Ok, my sister, I know you are uncomfortable, I know you hurt, I know the last thing you want is to stop for any reason.  But guess what, I need food.  I am important also.  My body is important also. My voice is important also. Its time to feed me.  I look at the clock and I know If I don’t say something I will not get anything in my stomach before 8 pm. So I say “stop at this next town, hit a drive thru, I need to put something in my stomach”.  In the big picture it only added 20 minutes to our trip. Everyone got home fine. I and my b-in law got to eat.  But you know what I struggled to put myself ahead of my wounded sister.

Do I feel good about these decisions? Yes and no.  Mostly yes, but there was no joy in placing myself ahead of either of those women.  They needed help, I have been there for them, mostly my sister. But I took the food to L and visited with her, brightening her evening. I will go visit my sister today and provide whatever help I can.
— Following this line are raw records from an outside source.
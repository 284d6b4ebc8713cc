use std::error::Error;
use std::fmt::{Debug, Display};

/// Errors reported by [`Trigger`](super::Trigger) and the components built on top of it.
pub enum TimingError {
    /// The trigger was asked to fire every zero time units.
    InvalidInterval,

    /// `stop` or `toggle` was called on a trigger that has no schedule to cancel: it was either
    /// never started or it has already been stopped.
    InvalidState(String),

    /// The operating system refused to create the thread that waits for the next firing.
    Spawn(std::io::Error),
}

impl TimingError {
    pub fn invalid_state<S: Into<String>>(reason: S) -> Self {
        Self::InvalidState(reason.into())
    }
}

impl Debug for TimingError {
    fn fmt(&self, f: &mut std::fmt::Formatter<'_>) -> std::fmt::Result {
        match self {
            Self::InvalidInterval => write!(f, "The firing interval must be longer than zero."),
            Self::InvalidState(reason) => write!(f, "Invalid trigger state: {}", reason),
            Self::Spawn(e) => write!(f, "Cannot spawn the timer thread: {}", e),
        }
    }
}

impl Display for TimingError {
    fn fmt(&self, f: &mut std::fmt::Formatter<'_>) -> std::fmt::Result {
        write!(f, "{:?}", self)
    }
}

impl Error for TimingError {
    fn source(&self) -> Option<&(dyn Error + 'static)> {
        match self {
            Self::Spawn(e) => Some(e),
            _ => None,
        }
    }
}

impl From<std::io::Error> for TimingError {
    fn from(e: std::io::Error) -> Self {
        Self::Spawn(e)
    }
}
use std::error::Error;
use std::path::PathBuf;
use std::sync::{Arc, Mutex};

use clap::Parser;
use opencv::core::{Scalar, Size};
use opencv::prelude::*;
use opencv::{highgui, imgcodecs, imgproc};

use cv_theremin::audio::PlayerKind;
use cv_theremin::camera::{Camera, VideoSource};
use cv_theremin::config::ThereminConfig;
use cv_theremin::theremin::{Theremin, VolumeCurve, tone_at};
use cv_theremin::vision::background::{BackgroundSubtractor, denoise, replace_background};
use cv_theremin::vision::selection::DragSelection;
use cv_theremin::vision::tracker::{CamshiftTracker, draw_track_box};
use cv_theremin::vision::trail::Trail;

const WINDOW: &str = "main";

/// Length of the trail drawn behind the tracked point.
const TRAIL_POINTS: usize = 20;

#[derive(Parser, Debug)]
#[command(
    name = "cv_theremin",
    version = "0.1.1",
    about = "Play a theremin by moving a coloured object in front of your camera.",
    long_about = r#"Play a theremin by moving a coloured object in front of your camera.

After launching the program, drag a rectangle around the object you want to track. The horizontal position of the object selects the tone, its height selects the volume.

Keys and mouse:
    ESC           quit
    middle click  mute or unmute the theremin
    left click    switch to the next background image (with --background)"#
)]
struct Args {
    /// Camera index or path of a video file.
    #[arg(default_value = "0")]
    video_source: String,

    /// JSON file with the theremin settings.
    #[arg(short, long)]
    config: Option<PathBuf>,

    /// Directory holding the tone files 00.wav to 99.wav.
    #[arg(long)]
    tones_dir: Option<PathBuf>,

    #[arg(long, value_enum)]
    player: Option<PlayerKind>,

    #[arg(long, value_enum)]
    volume_curve: Option<VolumeCurve>,

    /// Replace the background behind moving objects with this image. Can be given several times.
    #[arg(long = "background")]
    backgrounds: Vec<PathBuf>,

    /// Log every tone played.
    #[arg(short, long)]
    verbose: bool,
}

/// Mouse input collected by the window's callback and consumed by the main loop.
#[derive(Default)]
struct MouseState {
    selection: DragSelection,
    tracking: bool,
    left_clicks: u32,
    middle_clicks: u32,
}

fn load_config(args: &Args) -> Result<ThereminConfig, Box<dyn Error>> {
    let mut config = match &args.config {
        Some(path) => ThereminConfig::load(path)?,
        None => ThereminConfig::default(),
    };
    if let Some(tones_dir) = &args.tones_dir {
        config.tones_dir = tones_dir.clone();
    }
    if let Some(player) = args.player {
        config.player = player;
    }
    if let Some(volume_curve) = args.volume_curve {
        config.volume_curve = volume_curve;
    }
    Ok(config)
}

fn load_backgrounds(paths: &[PathBuf]) -> Result<Vec<Mat>, Box<dyn Error>> {
    let mut images = Vec::with_capacity(paths.len());
    for path in paths {
        let path_str = path.to_str().ok_or("Background path is not valid UTF-8")?;
        let img = imgcodecs::imread(path_str, imgcodecs::IMREAD_COLOR)?;
        if img.empty() {
            return Err(format!("Cannot read background image {}", path.display()).into());
        }
        log::info!("Loaded background {}", path.display());
        images.push(img);
    }
    Ok(images)
}

fn main() -> Result<(), Box<dyn Error>> {
    let args = Args::parse();
    env_logger::Builder::new()
        .filter_level(if args.verbose {
            log::LevelFilter::Debug
        } else {
            log::LevelFilter::Info
        })
        .try_init()?;

    let config = load_config(&args)?;
    let backgrounds = load_backgrounds(&args.backgrounds)?;
    let source: VideoSource = args.video_source.parse()?;
    let mut camera = Camera::open(&source)?;

    highgui::named_window(WINDOW, highgui::WINDOW_AUTOSIZE)?;
    let mouse = Arc::new(Mutex::new(MouseState::default()));
    let mouse_clone = mouse.clone();
    highgui::set_mouse_callback(
        WINDOW,
        Some(Box::new(move |event, x, y, _flags| {
            let Ok(mut mouse) = mouse_clone.lock() else {
                return;
            };
            if !mouse.tracking {
                mouse.selection.on_mouse(event, x, y);
            } else if event == highgui::EVENT_LBUTTONDOWN {
                mouse.left_clicks += 1;
            } else if event == highgui::EVENT_MBUTTONDOWN {
                mouse.middle_clicks += 1;
            }
        })),
    )?;

    // first wait for the user to select the object to track
    let mut tracker = CamshiftTracker::new();
    loop {
        let mut frame = camera.read_mirrored()?.try_clone()?;
        let (dragging, completed) = {
            let mut mouse = mouse.lock().map_err(|_| "mouse state poisoned")?;
            (mouse.selection.in_progress(), mouse.selection.take_completed())
        };
        if let Some(selection) = completed {
            if tracker.select(&frame, selection)? {
                mouse.lock().map_err(|_| "mouse state poisoned")?.tracking = true;
                break;
            }
        }
        if let Some(rect) = dragging {
            imgproc::rectangle(
                &mut frame,
                rect,
                Scalar::new(255.0, 255.0, 255.0, 0.0),
                1,
                imgproc::LINE_8,
                0,
            )?;
        }
        highgui::imshow(WINDOW, &frame)?;
        if highgui::wait_key(5)? == 27 {
            // Esc pressed before anything was selected
            highgui::destroy_all_windows()?;
            return Ok(());
        }
    }

    let Size { width, height } = camera.frame_size()?;
    log::info!("Frame size: {}x{}", width, height);
    let mut subtractor = if backgrounds.is_empty() {
        None
    } else {
        Some(BackgroundSubtractor::new(&denoise(camera.last_frame())?)?)
    };
    let mut background_index = 0;
    let mut trail = Trail::new(Some(TRAIL_POINTS), f32::INFINITY);

    let mut theremin = Theremin::from_config(&config);
    theremin.start()?;

    loop {
        let frame = camera.read_mirrored()?.try_clone()?;
        let track_box = tracker.update(&frame)?;

        let mut output = match subtractor.as_mut() {
            Some(subtractor) => {
                let mut denoised = denoise(&frame)?;
                if let Some(track_box) = &track_box {
                    draw_track_box(&mut denoised, track_box, Scalar::new(255.0, 255.0, 255.0, 0.0))?;
                }
                let mask = subtractor.foreground_mask(&denoised)?;
                replace_background(&denoised, &mask, &backgrounds[background_index])?
            }
            None => {
                let mut output = frame;
                if let Some(track_box) = &track_box {
                    draw_track_box(&mut output, track_box, Scalar::new(0.0, 0.0, 255.0, 0.0))?;
                }
                output
            }
        };

        if let Some(point) = tracker.point() {
            trail.push(point);
            let tone = tone_at(point.x, width);
            let volume = config.volume_curve.volume_at(point.y, height);
            log::debug!("t: {}, v: {}", tone, volume);
            theremin.set_tone(tone);
            theremin.set_volume(volume);
        }
        trail.draw(&mut output, Scalar::new(0.0, 255.0, 0.0, 0.0))?;
        highgui::imshow(WINDOW, &output)?;

        if highgui::wait_key(5)? == 27 {
            break;
        }

        let (left_clicks, middle_clicks) = {
            let mut mouse = mouse.lock().map_err(|_| "mouse state poisoned")?;
            let clicks = (mouse.left_clicks, mouse.middle_clicks);
            mouse.left_clicks = 0;
            mouse.middle_clicks = 0;
            clicks
        };
        if !backgrounds.is_empty() {
            background_index = (background_index + left_clicks as usize) % backgrounds.len();
        }
        for _ in 0..middle_clicks {
            theremin.toggle()?;
            log::info!(
                "Theremin {}",
                if theremin.is_running() { "unmuted" } else { "muted" }
            );
        }
    }

    if theremin.is_running() {
        theremin.stop()?;
    }
    highgui::destroy_all_windows()?;
    Ok(())
}
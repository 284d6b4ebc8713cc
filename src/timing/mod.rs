use std::error::Error;
use std::sync::{Arc, Condvar, Mutex, MutexGuard, PoisonError};
use std::thread;
use std::time::{Duration, Instant};

/// Errors raised by the periodic trigger
pub mod error;

use error::TimingError;

/// What an action reports back to the trigger after a firing.
///
/// An `Err` is logged and the schedule carries on; the next firing has already been armed by the
/// time the action runs.
pub type ActionResult = Result<(), Box<dyn Error + Send + Sync>>;

type Action<S> = dyn Fn(S) -> ActionResult + Send + Sync;

/// Everything guarded by the trigger's lock.
struct Schedule<S> {
    running: bool,

    /// Bumped every time a firing is armed or cancelled. A waiting thread only fires if the
    /// generation it was armed with is still the current one.
    generation: u64,

    firings: u64,

    /// Caller state handed to the action as a snapshot on every firing.
    state: S,
}

struct Shared<S> {
    interval: Duration,
    schedule: Mutex<Schedule<S>>,
    cancelled: Condvar,
    action: Box<Action<S>>,
}

impl<S> Shared<S> {
    fn lock(&self) -> MutexGuard<'_, Schedule<S>> {
        // the action never runs under this lock, so a poisoned lock still holds a consistent schedule
        self.schedule.lock().unwrap_or_else(PoisonError::into_inner)
    }

    fn cancel(&self, schedule: &mut Schedule<S>) {
        schedule.running = false;
        schedule.generation = schedule.generation.wrapping_add(1);
        self.cancelled.notify_all();
    }
}

/// Invokes an action repeatedly, roughly every `interval`, until it is stopped or dropped.
///
/// The trigger is armed as soon as it is constructed. Each armed firing waits on its own thread;
/// when the deadline passes the trigger first re-arms itself for the next firing and only then
/// runs the action, outside of the lock. A slow action therefore neither delays the cadence nor
/// blocks [`Trigger::stop`], and two actions may overlap if one of them runs longer than
/// `interval`.
///
/// `S` is an optional piece of state owned by the trigger. It lives under the same lock as the
/// running flag, can be changed with [`Trigger::update`] from any thread, and every firing passes
/// a consistent snapshot of it to the action.
pub struct Trigger<S = ()> {
    shared: Arc<Shared<S>>,
}

impl Trigger<()> {
    /// Create a trigger running a stateless action and arm its first firing.
    pub fn new<F>(interval: Duration, action: F) -> Result<Self, TimingError>
    where
        F: Fn() -> ActionResult + Send + Sync + 'static,
    {
        Self::with_state(interval, (), move |()| action())
    }
}

impl<S: Clone + Send + 'static> Trigger<S> {
    /// Create a trigger that owns `state` and arm its first firing.
    pub fn with_state<F>(interval: Duration, state: S, action: F) -> Result<Self, TimingError>
    where
        F: Fn(S) -> ActionResult + Send + Sync + 'static,
    {
        if interval.is_zero() {
            return Err(TimingError::InvalidInterval);
        }
        let trigger = Self {
            shared: Arc::new(Shared {
                interval,
                schedule: Mutex::new(Schedule {
                    running: false,
                    generation: 0,
                    firings: 0,
                    state,
                }),
                cancelled: Condvar::new(),
                action: Box::new(action),
            }),
        };
        trigger.start()?;
        Ok(trigger)
    }

    /// Arm the next firing `interval` from now. Does nothing if a firing is already pending.
    pub fn start(&self) -> Result<(), TimingError> {
        let mut schedule = self.shared.lock();
        arm(&self.shared, &mut schedule)
    }

    /// Cancel the pending firing. An action that is already running is not interrupted.
    pub fn stop(&self) -> Result<(), TimingError> {
        let mut schedule = self.shared.lock();
        if !schedule.running {
            return Err(TimingError::invalid_state(
                "stop called on a trigger that is not running",
            ));
        }
        self.shared.cancel(&mut schedule);
        Ok(())
    }

    /// Stop the trigger if it is running, start it otherwise.
    pub fn toggle(&self) -> Result<(), TimingError> {
        let mut schedule = self.shared.lock();
        if schedule.running {
            self.shared.cancel(&mut schedule);
            Ok(())
        } else {
            arm(&self.shared, &mut schedule)
        }
    }

    pub fn is_running(&self) -> bool {
        self.shared.lock().running
    }

    pub fn interval(&self) -> Duration {
        self.shared.interval
    }

    /// Number of firings since construction.
    pub fn firings(&self) -> u64 {
        self.shared.lock().firings
    }

    /// Mutate the trigger's state under its lock.
    pub fn update<R>(&self, f: impl FnOnce(&mut S) -> R) -> R {
        f(&mut self.shared.lock().state)
    }

    pub fn snapshot(&self) -> S {
        self.shared.lock().state.clone()
    }
}

impl<S> Drop for Trigger<S> {
    fn drop(&mut self) {
        let mut schedule = self.shared.lock();
        self.shared.cancel(&mut schedule);
    }
}

fn arm<S: Clone + Send + 'static>(
    shared: &Arc<Shared<S>>,
    schedule: &mut Schedule<S>,
) -> Result<(), TimingError> {
    if schedule.running {
        return Ok(());
    }
    let generation = schedule.generation.wrapping_add(1);
    let deadline = Instant::now() + shared.interval;
    let shared_clone = Arc::clone(shared);
    // The new thread blocks on the lock held by our caller, so it always observes the
    // generation written below.
    thread::Builder::new()
        .name("trigger".to_string())
        .spawn(move || wait_and_fire(shared_clone, generation, deadline))?;
    schedule.generation = generation;
    schedule.running = true;
    Ok(())
}

fn wait_and_fire<S: Clone + Send + 'static>(
    shared: Arc<Shared<S>>,
    generation: u64,
    deadline: Instant,
) {
    let mut schedule = shared.lock();
    loop {
        if !schedule.running || schedule.generation != generation {
            return;
        }
        let now = Instant::now();
        if now >= deadline {
            break;
        }
        schedule = match shared.cancelled.wait_timeout(schedule, deadline - now) {
            Ok((guard, _)) => guard,
            Err(poisoned) => poisoned.into_inner().0,
        };
    }

    schedule.running = false;
    schedule.firings += 1;
    if let Err(e) = arm(&shared, &mut schedule) {
        log::error!("Cannot re-arm the trigger. The schedule ends here: {}", e);
    }
    let snapshot = schedule.state.clone();
    drop(schedule);

    if let Err(e) = (shared.action)(snapshot) {
        log::error!("Trigger action failed: {}", e);
    }
}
Its easy to give away our yeses.  We get to be the hero, we get to be the good one, everyone thinks we are awesome, we get praise. And that has been raining down on me a little bit lately, I don’t hate that.  But I need to have boundaries around it.  And that is up to me.  Because everyone will let you put yourself in the background and make them the most important thing around if you let them. And that is my key, what am I allowing?  And is it good for my soul? Does it feel good in my body?  If not, I need an adjustment.  Because when i get to a place where I am doing acts and resenting them or not having an open heart around it, that bad for me and also for the recipient.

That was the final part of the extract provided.